EXERCISE DETAILS: Please find all lines containing "AuthenticatedFileClient" in the listing below and copy them.
(SOURCE MATERIAL Opens)
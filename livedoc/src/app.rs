//! Composition root.
//!
//! One `Livedoc` per application. The runtime loader, the enhancer, the
//! execution client, and the file client are all explicitly constructed,
//! dependency-injected service objects — shared from here, never looked up
//! ambiently.

use std::sync::Arc;

use tokio::task::JoinHandle;

use livedoc_client::{AuthenticatedFileClient, HttpExecutionTransport, RemoteExecutionClient};
use livedoc_core::config::{
    BackendConfig, EnhanceConfig, ExecutionConfig, RuntimeAssetConfig, StorageConfig,
};
use livedoc_core::observability;
use livedoc_core::storage::{FileSessionStore, SessionStore};
use livedoc_enhance::{page_events, CodeBlockEnhancer, PageEvents, ScanDriver, SharedDocument};
use livedoc_runtime::{RuntimeLoader, RuntimePlatform};

use crate::widget::{ExecutableWidgetResolver, MountedWidgets};

pub struct Livedoc {
    pub loader: Arc<RuntimeLoader>,
    pub enhancer: Arc<CodeBlockEnhancer>,
    pub executor: Arc<RemoteExecutionClient<HttpExecutionTransport>>,
    pub files: Arc<AuthenticatedFileClient>,
    pub widgets: Arc<MountedWidgets>,
}

impl Livedoc {
    /// Start building; only the platform binding has no sensible default.
    pub fn builder(platform: Arc<dyn RuntimePlatform>) -> LivedocBuilder {
        LivedocBuilder {
            platform,
            store: None,
            backend: None,
            assets: None,
            enhance: None,
            limits: None,
        }
    }

    /// Spawn the scan driver over `doc`. The returned [`PageEvents`] handle
    /// goes to the host's lifecycle hooks (load, route change, mutation
    /// observer); dropping every handle stops the driver.
    pub fn attach(&self, doc: SharedDocument) -> (PageEvents, JoinHandle<()>) {
        let (events, rx) = page_events();
        let driver = ScanDriver::new(self.enhancer.clone(), doc);
        let handle = tokio::spawn(driver.run(rx));
        (events, handle)
    }
}

pub struct LivedocBuilder {
    platform: Arc<dyn RuntimePlatform>,
    store: Option<Arc<dyn SessionStore>>,
    backend: Option<BackendConfig>,
    assets: Option<RuntimeAssetConfig>,
    enhance: Option<EnhanceConfig>,
    limits: Option<ExecutionConfig>,
}

impl LivedocBuilder {
    pub fn session_store(mut self, store: Arc<dyn SessionStore>) -> Self {
        self.store = Some(store);
        self
    }

    pub fn backend(mut self, cfg: BackendConfig) -> Self {
        self.backend = Some(cfg);
        self
    }

    pub fn runtime_assets(mut self, cfg: RuntimeAssetConfig) -> Self {
        self.assets = Some(cfg);
        self
    }

    pub fn enhance(mut self, cfg: EnhanceConfig) -> Self {
        self.enhance = Some(cfg);
        self
    }

    pub fn execution_limits(mut self, cfg: ExecutionConfig) -> Self {
        self.limits = Some(cfg);
        self
    }

    /// Anything not injected comes from the environment.
    pub fn build(self) -> Livedoc {
        observability::init();

        let backend = self.backend.unwrap_or_else(BackendConfig::from_env);
        let assets = self.assets.unwrap_or_else(RuntimeAssetConfig::from_env);
        let enhance = self.enhance.unwrap_or_else(EnhanceConfig::from_env);
        let limits = self.limits.unwrap_or_else(ExecutionConfig::from_env);
        let store = self.store.unwrap_or_else(|| {
            Arc::new(FileSessionStore::new(&StorageConfig::from_env()))
        });

        let loader = Arc::new(RuntimeLoader::new(self.platform, assets));
        let executor = Arc::new(RemoteExecutionClient::from_config(&backend, limits));
        let widgets = Arc::new(MountedWidgets::new());
        let resolver = Arc::new(ExecutableWidgetResolver::new(
            loader.clone(),
            executor.clone(),
            widgets.clone(),
        ));
        let enhancer = Arc::new(CodeBlockEnhancer::new(resolver, enhance));
        let files = Arc::new(AuthenticatedFileClient::new(&backend, store));

        tracing::debug!(api_base = %backend.api_base, "livedoc assembled");
        Livedoc {
            loader,
            enhancer,
            executor,
            files,
            widgets,
        }
    }
}

#[cfg(test)]
mod tests {
    use super::*;
    use crate::widget::ExecutionMode;
    use async_trait::async_trait;
    use livedoc_core::storage::MemorySessionStore;
    use livedoc_enhance::{Document, PageEvent, WIDGET_ATTR};
    use livedoc_runtime::{LoadError, RuntimeError, RuntimeHandle, RuntimeInstance};
    use std::time::Duration;

    struct EchoRuntime;

    #[async_trait]
    impl RuntimeInstance for EchoRuntime {
        fn version(&self) -> &str {
            "echo-1"
        }

        async fn run(&self, code: &str) -> Result<String, RuntimeError> {
            Ok(format!("ran: {code}"))
        }
    }

    struct EchoPlatform;

    #[async_trait]
    impl RuntimePlatform for EchoPlatform {
        async fn inject_script(&self, _script_url: &str) -> Result<(), LoadError> {
            Ok(())
        }

        async fn bootstrap(&self, _asset_base: &str) -> Result<RuntimeHandle, LoadError> {
            Ok(Arc::new(EchoRuntime))
        }
    }

    fn test_app() -> Livedoc {
        Livedoc::builder(Arc::new(EchoPlatform))
            .session_store(Arc::new(MemorySessionStore::new()))
            .backend(BackendConfig {
                // Unroutable: remote runs must degrade, not hang or panic.
                api_base: "http://127.0.0.1:9".to_string(),
            })
            .runtime_assets(RuntimeAssetConfig {
                version: "0.26.4".to_string(),
                cdn_base: "https://cdn.example/pyodide".to_string(),
            })
            .enhance(EnhanceConfig {
                marker_class: "language-python".to_string(),
                language: "python".to_string(),
            })
            .execution_limits(ExecutionConfig {
                default_timeout_secs: 10,
                max_timeout_secs: 30,
            })
            .build()
    }

    fn page_with_block(code: &str) -> SharedDocument {
        let mut doc = Document::new();
        let root = doc.root();
        let block = doc.create_element("div");
        doc.add_class(block, "language-python");
        let pre = doc.create_element("pre");
        let code_el = doc.create_element("code");
        doc.set_text(code_el, code);
        doc.append_child(block, pre);
        doc.append_child(pre, code_el);
        doc.append_child(root, block);
        doc.into_shared()
    }

    async fn wait_for_widgets(app: &Livedoc, expected: usize) {
        for _ in 0..200 {
            if app.widgets.len() >= expected {
                return;
            }
            tokio::time::sleep(Duration::from_millis(2)).await;
        }
        panic!("expected {expected} widgets, saw {}", app.widgets.len());
    }

    #[tokio::test]
    async fn page_lifecycle_mounts_once_and_runs_in_browser() {
        let app = test_app();
        let doc = page_with_block("print(1+1)");

        let (events, driver) = app.attach(doc.clone());
        events.emit(PageEvent::Loaded);
        events.emit(PageEvent::RouteChanged);
        events.emit(PageEvent::SubtreeChanged);
        wait_for_widgets(&app, 1).await;
        drop(events);
        driver.await.unwrap();

        assert_eq!(app.widgets.len(), 1);
        assert_eq!(doc.lock().unwrap().select_by_attr(WIDGET_ATTR).len(), 1);

        let widget = app.widgets.get("live-widget-0").unwrap();
        assert_eq!(widget.code(), "print(1+1)");
        assert_eq!(widget.language(), "python");

        let result = widget.run(ExecutionMode::InBrowser).await;
        assert!(result.success);
        assert_eq!(result.output.as_deref(), Some("ran: print(1+1)"));
        assert!(app.loader.is_ready());
    }

    #[tokio::test]
    async fn remote_run_against_dead_backend_degrades_to_failure_response() {
        let app = test_app();
        let doc = page_with_block("print(2)");

        let (events, _driver) = app.attach(doc);
        events.emit(PageEvent::Loaded);
        wait_for_widgets(&app, 1).await;

        let widget = app.widgets.get("live-widget-0").unwrap();
        let result = widget.run(ExecutionMode::Remote).await;
        assert!(!result.success);
        assert!(result.error.is_some());
    }

    #[tokio::test]
    async fn mounted_widget_markup_is_not_reenhanced() {
        let app = test_app();
        let doc = page_with_block("x = 1");

        let (events, _driver) = app.attach(doc.clone());
        events.emit(PageEvent::Loaded);
        wait_for_widgets(&app, 1).await;

        // The widget's own `code.language-python` is now in the tree; the
        // mutation observer would re-fire on exactly this kind of insertion.
        events.emit(PageEvent::SubtreeChanged);
        tokio::time::sleep(Duration::from_millis(20)).await;

        assert_eq!(app.widgets.len(), 1);
        assert_eq!(doc.lock().unwrap().select_by_attr(WIDGET_ATTR).len(), 1);
    }
}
(SOURCE MATERIAL Closes)
ANSWER BOX:
use livedoc_client::{AuthenticatedFileClient, HttpExecutionTransport, RemoteExecutionClient};
    pub files: Arc<AuthenticatedFileClient>,
        let files = Arc::new(AuthenticatedFileClient::new(&backend, store));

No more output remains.